In JAVA this distinction is made rather explicit. Abstract classes and interfaces are abstract, and the classes that implement them are more concrete. A JAVA method or class that uses instances of these classes by either having them as a dependency in the arguments to a method or instantiating an instance of them within the method are said to have concrete dependencies, which means that if we had to change one of those concretions we’d also have to change all the methods that depend on it. Take a look at my original WebService class:

public class WebService implements Runnable {

  private Socket clientSocket;

  public WebService(Socket clientSocket) {
    this.clientSocket = clientSocket;
  }

  public void run() {
    try {
      DataOutputStream outToClient = new
      DataOutputStream(clientSocket.getOutputStream());
      InputStreamReader inputReader = new
      InputStreamReader(clientSocket.getInputStream());
      BufferedReader inFromClient = new BufferedReader(inputReader);

      String rawRequest = inFromClient.readLine();
      Request request = new Request();
      request.parse(rawRequest);
      RequestHandler handler = new RequestHandler();
      Response response = handler.handle(request);
      ResponseFormatter formatter = new ResponseFormatter();
      byte[] formattedResponse = formatter.format(response);

      outToClient.write(formattedResponse);
      outToClient.flush();

      clientSocket.close();
    } catch (Exception e) {
        e.printStackTrace();
    }
  }
}

There are a ton of concrete dependencies!
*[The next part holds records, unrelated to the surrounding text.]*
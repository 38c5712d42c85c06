use std::sync::Arc;

/// The best candidate seen so far.
///
/// The first candidate offered is always taken, whatever its score. After
/// that a candidate replaces the current best when its score is at least the
/// running maximum, so a later candidate wins a tie.
#[derive(Debug)]
pub enum BestTracker<P> {
    /// Nothing has been scored yet.
    NoCandidateYet,
    /// The current best candidate.
    HaveBest {
        /// Seed the candidate was built from.
        seed: i64,
        /// Its aggregate score.
        score: f64,
        /// The candidate program.
        program: Arc<P>,
    },
}

impl<P> Default for BestTracker<P> {
    fn default() -> Self {
        Self::NoCandidateYet
    }
}

impl<P> Clone for BestTracker<P> {
    fn clone(&self) -> Self {
        match self {
            Self::NoCandidateYet => Self::NoCandidateYet,
            Self::HaveBest {
                seed,
                score,
                program,
            } => Self::HaveBest {
                seed: *seed,
                score: *score,
                program: Arc::clone(program),
            },
        }
    }
}

impl<P> BestTracker<P> {
    /// An empty tracker.
    pub fn new() -> Self {
        Self::NoCandidateYet
    }

    /// Offer a scored candidate. `running_max` is the maximum over every
    /// score seen, this one included. Returns whether it became the best.
    pub fn offer(&mut self, seed: i64, score: f64, running_max: f64, program: Arc<P>) -> bool {
        let take = match self {
            Self::NoCandidateYet => true,
            Self::HaveBest { .. } => score >= running_max,
        };
        if take {
            *self = Self::HaveBest {
                seed,
                score,
                program,
            };
        }
        take
    }

    /// Seed of the current best.
    pub fn seed(&self) -> Option<i64> {
        match self {
            Self::NoCandidateYet => None,
            Self::HaveBest { seed, .. } => Some(*seed),
        }
    }

    /// Score of the current best.
    pub fn score(&self) -> Option<f64> {
        match self {
            Self::NoCandidateYet => None,
            Self::HaveBest { score, .. } => Some(*score),
        }
    }

    /// The current best program.
    pub fn program(&self) -> Option<&Arc<P>> {
        match self {
            Self::NoCandidateYet => None,
            Self::HaveBest { program, .. } => Some(program),
        }
    }
}

#[cfg(test)]
mod tests {
    use super::*;

    #[test]
    fn first_candidate_is_always_taken() {
        let mut tracker = BestTracker::new();
        assert!(tracker.offer(-3, f64::NAN, f64::NAN, Arc::new("zero")));
        assert_eq!(tracker.seed(), Some(-3));
    }

    #[test]
    fn lower_score_does_not_replace() {
        let mut tracker = BestTracker::new();
        tracker.offer(-3, 0.5, 0.5, Arc::new("a"));
        assert!(!tracker.offer(-2, 0.4, 0.5, Arc::new("b")));
        assert_eq!(tracker.seed(), Some(-3));
        assert_eq!(tracker.score(), Some(0.5));
    }

    #[test]
    fn tie_goes_to_later_candidate() {
        let mut tracker = BestTracker::new();
        tracker.offer(-3, 0.5, 0.5, Arc::new("a"));
        assert!(tracker.offer(-2, 0.5, 0.5, Arc::new("b")));
        assert_eq!(tracker.program().map(|p| **p), Some("b"));
    }

    #[test]
    fn nan_never_replaces_an_existing_best() {
        let mut tracker = BestTracker::new();
        tracker.offer(-3, 0.2, 0.2, Arc::new("a"));
        assert!(!tracker.offer(-2, f64::NAN, 0.2, Arc::new("b")));
        assert_eq!(tracker.seed(), Some(-3));
    }

    #[test]
    fn empty_tracker_has_nothing() {
        let tracker: BestTracker<()> = BestTracker::default();
        assert_eq!(tracker.seed(), None);
        assert_eq!(tracker.score(), None);
        assert!(tracker.program().is_none());
    }
}
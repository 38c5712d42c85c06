//! The Evaluator protocol: how a program is scored over a dataset.

use crate::{error::EvalError, example::Example, metric::Metric, program::Program};
use async_trait::async_trait;
use serde::{Deserialize, Serialize};
use std::sync::Arc;

/// The result of evaluating one program over a dataset.
///
/// `subscores` holds one score per dataset example, in dataset order.
/// It is empty only when no per-example detail is available.
#[non_exhaustive]
#[derive(Debug, Clone, PartialEq, Serialize, Deserialize)]
pub struct ScoreRecord {
    /// Aggregate score.
    pub score: f64,
    /// Per-example scores.
    #[serde(default)]
    pub subscores: Vec<f64>,
}

impl ScoreRecord {
    /// Create a new score record.
    pub fn new(score: f64, subscores: Vec<f64>) -> Self {
        Self { score, subscores }
    }

    /// Whether per-example detail is available.
    pub fn has_subscores(&self) -> bool {
        !self.subscores.is_empty()
    }
}

/// Protocol ③: Evaluation
///
/// Runs a program over every example of a dataset, scores each prediction
/// with the metric, and returns the aggregate plus per-example scores.
///
/// Implementations may run examples concurrently (up to `concurrency` at a
/// time); to the caller this is a single call that completes when every
/// example has a score. An example whose program run or metric fails is
/// NOT an error: its sub-score is a failure sentinel so the sub-score
/// sequence always matches the dataset length. `Err` means the evaluation
/// as a whole could not complete.
#[async_trait]
pub trait Evaluator: Send + Sync {
    /// Evaluate `program` over `devset`.
    async fn evaluate<P: Program>(
        &self,
        program: Arc<P>,
        devset: Arc<[Example]>,
        metric: Arc<dyn Metric>,
        concurrency: usize,
    ) -> Result<ScoreRecord, EvalError>;
}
  1. Socket in the constructor
  2. DataOutputStream
  3. InputStream
  4. BufferedReader
  5. Request
  6. RequestHandler
  7. Response
  8. ResponseFormatter

If anyone of these concrete dependencies changed, I would have to alter the run method. In addition, testing the run method with this current implementation is very difficult.

Here’s what I have now. It’s far from perfect but it reduced the number of concrete dependencies I have from 8 to 1:

public class Service implements Runnable {

  private Parser parser;
  private Handler handler;
  private ClientServerIO io;
  private Request request;

  public Service(ClientServerIO io, Handler handler, Parser parser) {
    this.io = io;
    this.parser = parser;
    this.handler = handler;
  }

  public void run() {
    try {
      request = parser.parse(io.inFromClient());
      Response response = handler.handle(request);
      ResponseFormatter formatter = new ResponseFormatter();
      byte[] formattedResponse = formatter.format(response);

      io.outToClient().write(formattedResponse);
      io.outToClient().flush();

      io.close();
    } catch (Exception e) {
        e.printStackTrace();
    }
  }
}

The class now has 3 arguments to its constructor. Each of these arguments are interfaces, abstractions which allows me to pass in any class that implements the interface. This is called dependency injection and I found out it is crucial in order to adhere to the dependency inversion principle in Java.

The flexibility that comes with this implementation allows this Service to operate independent of of a lot of things, it could be HTTP, FTP or something else as long as it is within a client server model with some tweaks this server should be able to deal with many different kinds of inputs and return many different outputs.